**Problem to solve**
Filter the listing below, keeping every line that holds "RemoteApp".

**Dataset entries**
###

use anyhow::Result;
use crossterm::event::{Event, KeyCode, KeyEvent, KeyModifiers};
use tasklet_core::{AppProps, AuthService, Screen};
use tui_input::backend::crossterm::EventHandler as InputHandler;

use super::app::{App, Mode};

/// Handle key events and update app state
pub async fn handle_key_event<A: AuthService>(app: &mut App<A>, key: KeyEvent) -> Result<()> {
    if key.modifiers.contains(KeyModifiers::CONTROL) && key.code == KeyCode::Char('c') {
        app.quit();
        return Ok(());
    }

    // Clear status message on any key press
    app.status_message = None;

    match app.wrapper.screen() {
        Screen::Placeholder => {
            if matches!(key.code, KeyCode::Char('q') | KeyCode::Esc) {
                app.quit();
            }
        }
        Screen::Login { .. } => handle_login_screen(app, key),
        Screen::Tasks(props) => match app.mode {
            Mode::Normal => handle_tasks_view(app, key, &props).await?,
            Mode::Adding => handle_adding_mode(app, key).await?,
        },
    }

    Ok(())
}

fn handle_login_screen<A: AuthService>(app: &mut App<A>, key: KeyEvent) {
    match key.code {
        KeyCode::Esc => {
            if app.wrapper.user().is_some() {
                app.hide_login();
            } else {
                app.quit();
            }
        }
        KeyCode::Tab | KeyCode::BackTab | KeyCode::Up | KeyCode::Down => {
            app.login_form.next_field();
        }
        KeyCode::Enter => app.request_login(),
        KeyCode::Char('r') if key.modifiers.contains(KeyModifiers::CONTROL) => {
            app.request_register();
        }
        _ => {
            // Fields are frozen while a request is in flight
            if app.pending.is_none() {
                app.login_form.focused_mut().handle_event(&Event::Key(key));
            }
        }
    }
}

async fn handle_tasks_view<A: AuthService>(
    app: &mut App<A>,
    key: KeyEvent,
    props: &AppProps,
) -> Result<()> {
    match key.code {
        KeyCode::Char('q') | KeyCode::Esc => app.quit(),

        // Navigation
        KeyCode::Char('j') | KeyCode::Down => app.select_next(),
        KeyCode::Char('k') | KeyCode::Up => app.select_previous(),
        KeyCode::Char('g') => app.selected = 0,
        KeyCode::Char('G') => app.select_last(),

        // Actions
        KeyCode::Char('a') => {
            app.mode = Mode::Adding;
            app.input.reset();
        }
        KeyCode::Enter | KeyCode::Char(' ') => app.toggle_selected().await?,
        KeyCode::Char('x') | KeyCode::Delete => app.delete_selected().await?,

        // Account
        KeyCode::Char('l') if props.show_login() => app.show_login(),
        KeyCode::Char('o') if props.show_logout() => app.request_logout(),

        _ => {}
    }
    Ok(())
}

async fn handle_adding_mode<A: AuthService>(app: &mut App<A>, key: KeyEvent) -> Result<()> {
    match key.code {
        KeyCode::Esc => {
            app.mode = Mode::Normal;
            app.input.reset();
        }
        KeyCode::Enter => app.submit_task().await?,
        _ => {
            app.input.handle_event(&Event::Key(key));
        }
    }
    Ok(())
}

#[cfg(test)]
mod tests {
    use super::*;
    use crate::tui::theme::Theme;
    use std::sync::Mutex;
    use tasklet_core::{
        AppWrapper, AuthState, Credentials, LocalDb, ProviderType, RemoteApp, TaskletError, User,
    };

    /// Accepts one email/password pair; anonymous login always works.
    struct FakeAuth {
        current: Mutex<Option<User>>,
    }

    impl FakeAuth {
        fn new() -> Self {
            Self {
                current: Mutex::new(None),
            }
        }
    }

    impl AuthService for FakeAuth {
        fn current_user(&self) -> Option<User> {
            self.current.lock().unwrap().clone()
        }

        async fn log_in(&self, credentials: &Credentials) -> tasklet_core::Result<User> {
            let user = match credentials {
                Credentials::Anonymous => User {
                    id: "anon-1".to_string(),
                    provider_type: ProviderType::AnonUser,
                    email: None,
                    access_token: String::new(),
                    refresh_token: String::new(),
                },
                Credentials::EmailPassword { email, password }
                    if email == "ada@example.com" && password.as_str() == "secret" =>
                {
                    User {
                        id: "user-ada".to_string(),
                        provider_type: ProviderType::LocalUserpass,
                        email: Some(email.clone()),
                        access_token: String::new(),
                        refresh_token: String::new(),
                    }
                }
                Credentials::EmailPassword { .. } => {
                    return Err(TaskletError::Auth("invalid username/password".to_string()));
                }
            };
            *self.current.lock().unwrap() = Some(user.clone());
            Ok(user)
        }

        async fn register_user(&self, _email: &str, _password: &str) -> tasklet_core::Result<()> {
            Err(TaskletError::Auth("name already in use".to_string()))
        }

        async fn log_out(&self) -> tasklet_core::Result<()> {
            *self.current.lock().unwrap() = None;
            Ok(())
        }
    }

    fn key(code: KeyCode) -> KeyEvent {
        KeyEvent::new(code, KeyModifiers::NONE)
    }

    async fn press<A: AuthService>(app: &mut App<A>, code: KeyCode) {
        handle_key_event(app, key(code)).await.unwrap();
        app.sync_screen().await.unwrap();
    }

    async fn type_text<A: AuthService>(app: &mut App<A>, text: &str) {
        for c in text.chars() {
            press(app, KeyCode::Char(c)).await;
        }
    }

    async fn memory_db() -> LocalDb {
        let db = LocalDb::new_in_memory().await.unwrap();
        db.run_migrations().await.unwrap();
        db
    }

    async fn offline_app() -> App<RemoteApp> {
        let mut app = App::with_parts(AppWrapper::offline(), memory_db().await, Theme::dark());
        app.sync_screen().await.unwrap();
        app
    }

    #[tokio::test]
    async fn test_add_toggle_delete_with_keys() {
        let mut app = offline_app().await;
        assert!(app.task_app.is_some());

        press(&mut app, KeyCode::Char('a')).await;
        assert_eq!(app.mode, Mode::Adding);
        type_text(&mut app, "Buy milk").await;
        press(&mut app, KeyCode::Enter).await;

        assert_eq!(app.mode, Mode::Normal);
        assert_eq!(app.tasks().len(), 1);
        assert_eq!(app.tasks()[0].description, "Buy milk");
        assert!(app.input.value().is_empty());

        press(&mut app, KeyCode::Char(' ')).await;
        assert!(app.tasks()[0].is_complete);

        press(&mut app, KeyCode::Char('x')).await;
        assert!(app.tasks().is_empty());
    }

    #[tokio::test]
    async fn test_empty_submission_adds_nothing() {
        let mut app = offline_app().await;

        press(&mut app, KeyCode::Char('a')).await;
        press(&mut app, KeyCode::Enter).await;

        assert!(app.tasks().is_empty());
        assert_eq!(app.status_message.as_deref(), Some("Cannot add empty task"));
    }

    #[tokio::test]
    async fn test_whitespace_submission_adds_one_task() {
        let mut app = offline_app().await;

        press(&mut app, KeyCode::Char('a')).await;
        type_text(&mut app, "   ").await;
        press(&mut app, KeyCode::Enter).await;
        app.sync_screen().await.unwrap();

        assert_eq!(app.tasks().len(), 1);
        assert_eq!(app.tasks()[0].description, "   ");
    }

    #[tokio::test]
    async fn test_escape_cancels_adding() {
        let mut app = offline_app().await;

        press(&mut app, KeyCode::Char('a')).await;
        type_text(&mut app, "Never mind").await;
        press(&mut app, KeyCode::Esc).await;

        assert_eq!(app.mode, Mode::Normal);
        assert!(app.tasks().is_empty());
        assert!(app.running);
    }

    #[tokio::test]
    async fn test_anonymous_start_then_login() {
        let mut app = App::with_parts(
            AppWrapper::synced(FakeAuth::new(), true),
            memory_db().await,
            Theme::dark(),
        );

        assert_eq!(app.wrapper.screen(), Screen::Placeholder);
        assert!(app.run_pending().await);
        app.sync_screen().await.unwrap();
        assert_eq!(app.task_app.as_ref().unwrap().provider().partition(), "anon-1");

        press(&mut app, KeyCode::Char('l')).await;
        assert!(matches!(app.wrapper.screen(), Screen::Login { .. }));
        assert!(app.task_app.is_none());

        type_text(&mut app, "ada@example.com").await;
        press(&mut app, KeyCode::Tab).await;
        type_text(&mut app, "wrong").await;
        press(&mut app, KeyCode::Enter).await;

        // Shown as loading until the call runs
        assert_eq!(app.display_auth_state(), AuthState::Loading);
        assert!(app.run_pending().await);
        assert_eq!(app.display_auth_state(), AuthState::LoginError);

        for _ in 0.."wrong".len() {
            press(&mut app, KeyCode::Backspace).await;
        }
        type_text(&mut app, "secret").await;
        press(&mut app, KeyCode::Enter).await;
        assert!(app.run_pending().await);
        app.sync_screen().await.unwrap();

        let Screen::Tasks(props) = app.wrapper.screen() else {
            panic!("expected the task screen after login");
        };
        assert!(props.show_logout());
        assert_eq!(app.task_app.as_ref().unwrap().provider().partition(), "user-ada");
        assert_eq!(
            app.status_message.as_deref(),
            Some("✓ Logged in as ada@example.com")
        );
        assert!(app.login_form.credentials().0.is_empty());
    }

    #[tokio::test]
    async fn test_register_failure_keeps_form() {
        let mut app = App::with_parts(
            AppWrapper::synced(FakeAuth::new(), false),
            memory_db().await,
            Theme::dark(),
        );
        assert!(!app.run_pending().await);

        type_text(&mut app, "taken@example.com").await;
        handle_key_event(
            &mut app,
            KeyEvent::new(KeyCode::Char('r'), KeyModifiers::CONTROL),
        )
        .await
        .unwrap();
        assert!(app.run_pending().await);

        assert_eq!(app.display_auth_state(), AuthState::RegisterError);
        assert_eq!(app.login_form.credentials().0, "taken@example.com");
    }

    #[tokio::test]
    async fn test_logout_returns_to_login() {
        let auth = FakeAuth::new();
        auth.log_in(&Credentials::email_password("ada@example.com", "secret"))
            .await
            .unwrap();
        let mut app = App::with_parts(AppWrapper::synced(auth, false), memory_db().await, Theme::dark());
        app.sync_screen().await.unwrap();
        assert!(app.task_app.is_some());

        press(&mut app, KeyCode::Char('o')).await;
        assert!(app.run_pending().await);
        app.sync_screen().await.unwrap();

        assert_eq!(
            app.wrapper.screen(),
            Screen::Login {
                auth_state: AuthState::None
            }
        );
        assert!(app.task_app.is_none());
    }
}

###

**Solved exercise**
        AppWrapper, AuthState, Credentials, LocalDb, ProviderType, RemoteApp, TaskletError, User,
    async fn offline_app() -> App<RemoteApp> {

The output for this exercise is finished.